キレる大人達

 ちょっと古い表現かもしれませんが。


 結局、キレるのは子供も大人も一緒ですよね。何が言いたいかって言いますと、少年少女による衝動的な犯罪がその時期に大して起こってなかったから話題になったわけで、その時の上手いキャッチコピーがそれぐらいしか思いつかなかったという、たぶんその程度の話だと思います。
 社会は大人達によって作られています。子供はそんな社会の中で養われ、その恩返しとして大人になった時に社会を作り、次の世代の子供達を養うわけです。社会の仕組みをものすごく大雑把に言えばこんな感じでしょう。誰に奉仕するとかしないとか、解釈は色々あると思いますが、子供と大人の関係論の話としては間違っていないと思います。
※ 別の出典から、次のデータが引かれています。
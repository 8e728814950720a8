//! Sync Error Types
//!
//! This module provides structured errors using `exn` for automatic location
//! tracking and error tree construction. Only errors that abort a whole run
//! (or a whole event) surface here; a single file failing is recorded in the
//! [`Summary`](crate::Summary) instead.

use confsync_storage::error::Failure;
use derive_more::{Display, Error};
use exn::ResultExt;

/// A sync error with automatic location tracking.
pub type Error = exn::Exn<ErrorKind>;
/// Result type alias for sync operations.
pub type Result<T> = std::result::Result<T, Error>;

#[derive(Debug, Display, Error)]
pub enum ErrorKind {
    /// The registry failed structural validation; nothing may be synced.
    #[display("folder registry is invalid")]
    ConfigInvalid,
    /// The operation needs a VCS backend and none was configured.
    #[display("no VCS backend is configured")]
    NoVcs,
    /// The event payload is not an object-store notification.
    #[display("event is not a valid object-store notification")]
    InvalidEvent,
    /// A storage backend failed outside of any single file (listing a prefix).
    #[display("storage backend failed ({_0})")]
    Storage(#[error(not(source))] Failure),
    /// The VCS backend failed outside of any single file.
    #[display("VCS backend failed ({_0})")]
    Vcs(#[error(not(source))] Failure),
    /// A local file is not valid JSON and was not pushed.
    #[display("{_0} is not valid JSON")]
    InvalidJson(#[error(not(source))] String),
}

impl ErrorKind {
    pub fn failure(&self) -> Failure {
        match self {
            Self::Storage(failure) | Self::Vcs(failure) => *failure,
            Self::ConfigInvalid | Self::NoVcs | Self::InvalidEvent | Self::InvalidJson(_) => Failure::Fatal,
        }
    }

    /// Returns `true` if retrying might succeed.
    pub fn is_retryable(&self) -> bool {
        self.failure() == Failure::Transient
    }
}

/// An error kind that knows its failure class.
pub(crate) trait Classified {
    fn failure(&self) -> Failure;
}

impl Classified for confsync_storage::error::ErrorKind {
    fn failure(&self) -> Failure {
        Self::failure(self)
    }
}

impl Classified for confsync_vcs::error::ErrorKind {
    fn failure(&self) -> Failure {
        Self::failure(self)
    }
}

impl Classified for crate::execute::error::ErrorKind {
    fn failure(&self) -> Failure {
        Self::failure(self)
    }
}

/// Wrap a backend error in a new kind that records the backend's failure
/// class, so callers can still tell a conflict from an outage.
pub(crate) trait ClassifyExt<T> {
    fn or_classify<K>(self, kind: impl FnOnce(Failure) -> K) -> std::result::Result<T, exn::Exn<K>>
    where
        K: std::error::Error + Send + Sync + 'static;
}

impl<T, E> ClassifyExt<T> for std::result::Result<T, exn::Exn<E>>
where
    E: Classified + std::error::Error + Send + Sync + 'static,
{
    fn or_classify<K>(self, kind: impl FnOnce(Failure) -> K) -> std::result::Result<T, exn::Exn<K>>
    where
        K: std::error::Error + Send + Sync + 'static,
    {
        match self {
            Ok(value) => Ok(value),
            Err(e) => {
                let failure = Classified::failure(&*e);
                Err(e).or_raise(|| kind(failure))
            },
        }
    }
}

#[cfg(test)]
mod tests {
    use super::*;
    use rstest::rstest;
    use std::path::PathBuf;

    #[rstest]
    #[case(confsync_storage::error::ErrorKind::NotFound(PathBuf::from("a.json")), Failure::NotFound)]
    #[case(confsync_storage::error::ErrorKind::Conflict(PathBuf::from("a.json")), Failure::Conflict)]
    #[case(confsync_storage::error::ErrorKind::Network("reset".into()), Failure::Transient)]
    fn test_classify_storage_errors(#[case] source: confsync_storage::error::ErrorKind, #[case] expected: Failure) {
        let result: confsync_storage::error::Result<()> = Err(exn::Exn::from(source));
        let err = result.or_classify(ErrorKind::Storage).unwrap_err();
        assert!(matches!(&*err, ErrorKind::Storage(failure) if *failure == expected));
    }

    #[test]
    fn test_classify_vcs_errors() {
        let result: confsync_vcs::error::Result<()> =
            Err(exn::Exn::from(confsync_vcs::error::ErrorKind::Conflict("a.json".into())));
        let err = result.or_classify(ErrorKind::Vcs).unwrap_err();
        assert_eq!(err.failure(), Failure::Conflict);
        assert!(!err.is_retryable());
    }
}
 ところが、子供は自分が養われている事に気づかない場合が多々あります。まあこれは当然です。人間は生まれつき「物を食べなければ生きていけない」とか「眠らないと力尽きる」といった情報は身に付けていても、「他人との関係があって初めて生きていられる」という情報は無いのです(たぶん……)。しかし子供はいつまでも子供ではありませんから、どこかで大人達に対し「自分は何もしていないけど、大人達は自分を養ってくれている」と気づくわけです。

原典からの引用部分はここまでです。